You’re not alone in being clueless about this. So was I. After all, this is a subject that gets about as much attention as 17-year-cicadas in a off year. What generally passes for energy coverage in the U.S. these days is the relentless cycle of gas-prices-up, gas-prices-down stories and the occasional foray into the natural-gas-fracking-is-a-blessing-or-is-it-a-curse? debate.
Okay, so wind power had a very good year in 2012. But that doesn’t mean that it’s gone mainstream. Hardly.
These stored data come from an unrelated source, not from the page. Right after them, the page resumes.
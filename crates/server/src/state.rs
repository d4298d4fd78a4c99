use service::AnimalService;

/// Router state. The store handle inside is created once at startup and
/// shared read-only by every request.
#[derive(Clone)]
pub struct AppState {
    pub animals: AnimalService,
}

impl AppState {
    pub fn new(animals: AnimalService) -> Self {
        Self { animals }
    }
}
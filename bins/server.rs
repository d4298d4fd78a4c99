use dotenvy::dotenv;
use tracing::{error, info};
use uuid::Uuid;

fn init_logging() {
    // load .env first so RUST_LOG / LOG_FORMAT take effect
    dotenv().ok();
    common::utils::logging::init_logging_default();
    info!(service = "animal-api", event = "logger_init", "tracing subscriber initialized");
}

fn main() -> std::process::ExitCode {
    init_logging();

    let service_id = Uuid::new_v4();
    let pid = std::process::id();
    let version = env!("CARGO_PKG_VERSION");

    std::panic::set_hook(Box::new(move |info| {
        error!(
            service = "animal-api",
            event = "panic",
            %service_id,
            pid,
            message = %info,
            "unhandled panic occurred"
        );
    }));

    let cfg = match configs::AppConfig::load_and_validate() {
        Ok(cfg) => cfg,
        Err(e) => {
            error!(service = "animal-api", event = "config_invalid", error = %e, "failed to load configuration");
            return std::process::ExitCode::FAILURE;
        }
    };
    let worker_threads = cfg.server.worker_threads;

    let mut builder = tokio::runtime::Builder::new_multi_thread();
    builder.enable_all();
    if let Some(w) = worker_threads { builder.worker_threads(w); }

    let rt = match builder.build() {
        Ok(rt) => rt,
        Err(e) => {
            error!(service = "animal-api", event = "runtime_build_failed", error = %e, "failed to build tokio runtime");
            return std::process::ExitCode::FAILURE;
        }
    };

    info!(
        service = "animal-api",
        event = "start",
        %service_id,
        pid,
        version,
        threads = worker_threads.unwrap_or_default(),
        "animal api starting"
    );

    match rt.block_on(server::run(cfg)) {
        Ok(()) => {
            info!(service = "animal-api", event = "stop", %service_id, pid, "server stopped normally");
            std::process::ExitCode::SUCCESS
        }
        Err(e) => {
            error!(service = "animal-api", event = "run_failed", error = %e, "server::run returned error");
            std::process::ExitCode::FAILURE
        }
    }
}
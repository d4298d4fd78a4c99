use models::AnimalKind;
use thiserror::Error;

use crate::store::StoreError;

#[derive(Debug, Error)]
pub enum ServiceError {
    #[error("not found: {0}")]
    NotFound(String),
    #[error("invalid identifier: {0}")]
    InvalidIdentifier(String),
    #[error("store error: {0}")]
    Store(#[from] StoreError),
    #[error("model error: {0}")]
    Model(#[from] models::errors::ModelError),
}

impl ServiceError {
    pub fn not_found(kind: AnimalKind, id: &str) -> Self {
        Self::NotFound(format!("{} {} not found", kind, id))
    }

    /// Missing records and malformed identifiers are reported the same way to clients.
    pub fn is_not_found(&self) -> bool {
        matches!(self, Self::NotFound(_) | Self::InvalidIdentifier(_))
    }
}
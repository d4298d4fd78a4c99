//! Resource records for the animal API and their mapping onto stored documents.
//!
//! `Cat` and `Dog` share an [`animal::AnimalBase`] payload and live in one
//! collection; each stored document carries a `kind` tag so the two shapes
//! never bleed into each other's listings.

pub mod animal;
pub mod document;
pub mod errors;

pub use animal::{Animal, AnimalBase, AnimalKind, AnimalRecord, Cat, Dog};
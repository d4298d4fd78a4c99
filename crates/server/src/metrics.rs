use axum::http::StatusCode;
use models::AnimalKind;
use once_cell::sync::Lazy;
use prometheus::{
    register_int_counter, register_int_counter_vec, Encoder, IntCounter, IntCounterVec, TextEncoder,
};

// Prometheus metrics (default registry)
pub static REQUESTS_TOTAL: Lazy<IntCounterVec> = Lazy::new(|| {
    register_int_counter_vec!(
        "animal_api_requests_total",
        "Requests handled, by resource and operation",
        &["resource", "operation"]
    )
    .expect("register requests_total")
});

pub static ANIMALS_CREATED_TOTAL: Lazy<IntCounterVec> = Lazy::new(|| {
    register_int_counter_vec!(
        "animal_api_animals_created_total",
        "Animals persisted through the create endpoints",
        &["kind"]
    )
    .expect("register animals_created_total")
});

pub static STORE_ERRORS_TOTAL: Lazy<IntCounter> = Lazy::new(|| {
    register_int_counter!(
        "animal_api_internal_errors_total",
        "Requests that failed with an internal (store) error"
    )
    .expect("register internal_errors_total")
});

pub fn record_request(kind: AnimalKind, operation: &str) {
    REQUESTS_TOTAL.with_label_values(&[kind.plural(), operation]).inc();
}

pub fn record_created(kind: AnimalKind) {
    ANIMALS_CREATED_TOTAL.with_label_values(&[kind.as_str()]).inc();
}

/// Render the default registry in the text exposition format.
pub fn render() -> (StatusCode, String) {
    let encoder = TextEncoder::new();
    let mut buf = Vec::new();
    if let Err(e) = encoder.encode(&prometheus::gather(), &mut buf) {
        return (StatusCode::INTERNAL_SERVER_ERROR, format!("encode metrics: {e}"));
    }
    match String::from_utf8(buf) {
        Ok(body) => (StatusCode::OK, body),
        Err(e) => (StatusCode::INTERNAL_SERVER_ERROR, format!("metrics not utf-8: {e}")),
    }
}
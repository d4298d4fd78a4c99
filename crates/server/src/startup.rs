use configs::{AppConfig, ServerConfig};
use tokio::net::TcpListener;
use tower_http::cors::CorsLayer;
use tracing::info;

use crate::{errors::StartupError, routes, state::AppState};
use service::{store, AnimalService};

fn build_cors() -> CorsLayer {
    CorsLayer::very_permissive()
}

async fn bind(server: &ServerConfig) -> Result<TcpListener, StartupError> {
    let addr = format!("{}:{}", server.host, server.port);
    TcpListener::bind((server.host.as_str(), server.port))
        .await
        .map_err(|source| StartupError::Bind { addr, source })
}

async fn shutdown_signal() {
    if tokio::signal::ctrl_c().await.is_ok() {
        info!(event = "shutdown_signal", "received Ctrl+C, draining connections");
    }
}

/// Connect the document store, build the app and serve until Ctrl+C.
pub async fn run(cfg: AppConfig) -> anyhow::Result<()> {
    let store = store::connect(&cfg.database).await.map_err(StartupError::Store)?;
    let state = AppState::new(AnimalService::new(store));
    let app = routes::build_router(state, build_cors());

    let listener = bind(&cfg.server).await?;
    let addr = listener.local_addr()?;
    info!(%addr, database = %cfg.database.database_name, "starting animal api");
    axum::serve(listener, app)
        .with_graceful_shutdown(shutdown_signal())
        .await?;
    Ok(())
}
//! Document store abstraction.
//!
//! A store is a single collection of BSON documents supporting the handful of
//! operations the animal service needs. `MongoStore` talks to MongoDB;
//! `MemoryStore` keeps documents in process for local runs and tests.

use std::sync::Arc;

use async_trait::async_trait;
use bson::{oid::ObjectId, Document};
use configs::DatabaseConfig;
use thiserror::Error;
use tracing::info;

pub mod memory;
pub mod mongo;

pub use memory::MemoryStore;
pub use mongo::MongoStore;

#[derive(Debug, Error)]
pub enum StoreError {
    #[error("duplicate identifier: {0}")]
    DuplicateId(ObjectId),
    #[error("store returned a non-ObjectId identifier")]
    UnexpectedId,
    #[error("store backend error: {0}")]
    Backend(String),
}

#[async_trait]
pub trait DocumentStore: Send + Sync {
    /// Persist one document and return its identifier, assigning one if absent.
    async fn insert_one(&self, doc: Document) -> Result<ObjectId, StoreError>;
    /// Persist a batch; identifiers are returned in input order.
    async fn insert_many(&self, docs: Vec<Document>) -> Result<Vec<ObjectId>, StoreError>;
    /// Every document whose top-level fields equal those in `filter`.
    async fn find(&self, filter: Document) -> Result<Vec<Document>, StoreError>;
    async fn find_by_id(&self, id: ObjectId) -> Result<Option<Document>, StoreError>;
    /// Remove every document in the collection.
    async fn clear(&self) -> Result<(), StoreError>;
}

/// Open the store selected by `cfg.connection_string`.
pub async fn connect(cfg: &DatabaseConfig) -> Result<Arc<dyn DocumentStore>, StoreError> {
    if cfg.is_in_memory() {
        info!(collection = %cfg.collection, "using in-memory document store");
        return Ok(Arc::new(MemoryStore::new()));
    }
    let store = MongoStore::connect(cfg).await?;
    Ok(Arc::new(store))
}
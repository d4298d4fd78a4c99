pub mod errors;
pub mod metrics;
pub mod openapi;
pub mod routes;
pub mod startup;
pub mod state;

pub use startup::run;
pub use state::AppState;
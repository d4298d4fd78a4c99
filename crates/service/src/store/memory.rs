use std::sync::Arc;

use async_trait::async_trait;
use bson::{oid::ObjectId, Document};
use tokio::sync::RwLock;

use super::{DocumentStore, StoreError};
use models::document::ID_FIELD;

/// In-process document collection.
///
/// Documents are kept in insertion order. Inserts assign an ObjectId when the
/// document has none, matching the MongoDB driver.
#[derive(Clone, Default)]
pub struct MemoryStore {
    inner: Arc<RwLock<Vec<Document>>>,
}

impl MemoryStore {
    pub fn new() -> Self {
        Self::default()
    }

    pub async fn len(&self) -> usize {
        self.inner.read().await.len()
    }

    pub async fn is_empty(&self) -> bool {
        self.inner.read().await.is_empty()
    }
}

fn ensure_id(doc: &mut Document) -> Result<ObjectId, StoreError> {
    match doc.get(ID_FIELD) {
        Some(existing) => existing.as_object_id().ok_or(StoreError::UnexpectedId),
        None => {
            let id = ObjectId::new();
            doc.insert(ID_FIELD, id);
            Ok(id)
        }
    }
}

fn id_of(doc: &Document) -> Option<ObjectId> {
    doc.get_object_id(ID_FIELD).ok()
}

fn matches(doc: &Document, filter: &Document) -> bool {
    filter.iter().all(|(k, v)| doc.get(k) == Some(v))
}

#[async_trait]
impl DocumentStore for MemoryStore {
    async fn insert_one(&self, mut doc: Document) -> Result<ObjectId, StoreError> {
        let id = ensure_id(&mut doc)?;
        let mut docs = self.inner.write().await;
        if docs.iter().any(|d| id_of(d) == Some(id)) {
            return Err(StoreError::DuplicateId(id));
        }
        docs.push(doc);
        Ok(id)
    }

    async fn insert_many(&self, mut batch: Vec<Document>) -> Result<Vec<ObjectId>, StoreError> {
        let ids = batch
            .iter_mut()
            .map(ensure_id)
            .collect::<Result<Vec<_>, _>>()?;
        let mut docs = self.inner.write().await;
        // all-or-nothing: reject the whole batch on any clash
        for (i, id) in ids.iter().enumerate() {
            if ids[..i].contains(id) || docs.iter().any(|d| id_of(d) == Some(*id)) {
                return Err(StoreError::DuplicateId(*id));
            }
        }
        docs.extend(batch);
        Ok(ids)
    }

    async fn find(&self, filter: Document) -> Result<Vec<Document>, StoreError> {
        let docs = self.inner.read().await;
        Ok(docs.iter().filter(|d| matches(d, &filter)).cloned().collect())
    }

    async fn find_by_id(&self, id: ObjectId) -> Result<Option<Document>, StoreError> {
        let docs = self.inner.read().await;
        Ok(docs.iter().find(|d| id_of(d) == Some(id)).cloned())
    }

    async fn clear(&self) -> Result<(), StoreError> {
        self.inner.write().await.clear();
        Ok(())
    }
}
//! Handlers shared by every animal resource. `cats` and `dogs` bind these to
//! concrete record types.

use axum::{
    extract::rejection::JsonRejection,
    http::{header, StatusCode},
    response::{IntoResponse, Response},
    Json,
};
use models::AnimalRecord;
use tracing::info;

use crate::{errors::ApiError, metrics, state::AppState};

pub async fn list<T: AnimalRecord>(state: &AppState) -> Result<Json<Vec<T>>, ApiError> {
    metrics::record_request(T::KIND, "list");
    let records = state.animals.find_all::<T>().await?;
    info!(kind = %T::KIND, count = records.len(), "list animals");
    Ok(Json(records))
}

pub async fn get_one<T: AnimalRecord>(state: &AppState, id: &str) -> Result<Json<T>, ApiError> {
    metrics::record_request(T::KIND, "get");
    let record = state.animals.find_by_id::<T>(id).await?;
    Ok(Json(record))
}

/// Persist the posted record and answer 201 with a `Location` pointing at it.
pub async fn create<T: AnimalRecord>(
    state: &AppState,
    payload: Result<Json<T>, JsonRejection>,
) -> Result<Response, ApiError> {
    metrics::record_request(T::KIND, "create");
    let Json(mut record) = payload?;
    // identifiers are assigned by the store only
    record.base_mut().id = None;

    state.animals.insert_one(&mut record).await?;
    let location = record
        .location()
        .ok_or_else(|| ApiError::Internal("store did not assign an id".into()))?;
    metrics::record_created(T::KIND);
    info!(kind = %T::KIND, %location, "created animal");

    Ok((StatusCode::CREATED, [(header::LOCATION, location)], Json(record)).into_response())
}
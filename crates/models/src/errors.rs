use thiserror::Error;

#[derive(Debug, Error)]
pub enum ModelError {
    #[error("invalid identifier: {0}")]
    InvalidIdentifier(String),
    #[error("document has no `{0}` field")]
    MissingField(&'static str),
    #[error("expected a {expected} document, found {found}")]
    KindMismatch { expected: &'static str, found: String },
    #[error("unknown animal kind: {0}")]
    UnknownKind(String),
    #[error("encode error: {0}")]
    Encode(String),
    #[error("decode error: {0}")]
    Decode(String),
}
It accounts for only 4 percent of the energy produced in the U.S. Plus, a big reason for the spike last year was that companies scrambled to finish projects before a federal tax credit expired at the end of December. (It was renewed as part of the end of the year tax deal, but only for one more year.)
Truth is, wind power still has some familiar challenges, such as the wind’s refusal to blow 24/7 and the not insubstantial death toll inflicted on bird and bat populations by twirling turbine blades–estimated to be hundreds of thousands killed a year. (Although that pales in comparison to the hundreds of millions that die from flying into buildings.)
And it has some new ones–”wind turbine syndrome,” for instance. That’s the name that’s been given to the ill effects that some people who live near wind farms have complained about–headaches, dizziness, ear pain, difficulty sleeping. NPR ran a story on it just the other day.
But many scientists and public health experts think the ailment is more psychosomatic than physiological. In fact, a recent study in Australia found that the syndrome was much more prevalent in communities where anti-wind farm groups spread warnings about negative health effects. In short, the research concluded, people were more likely to feel sick if they were told turbines could make them sick.
Lose the spin
That said, the industry could probably use a different approach to capturing the wind, something that didn’t involve huge spinning blades. Which explains why there’s so much interest in an innovation developed at the Delft University of Technology in the Netherlands. It’s a wind turbine that not only has no blades, it has no moving parts, meaning little wear and tear.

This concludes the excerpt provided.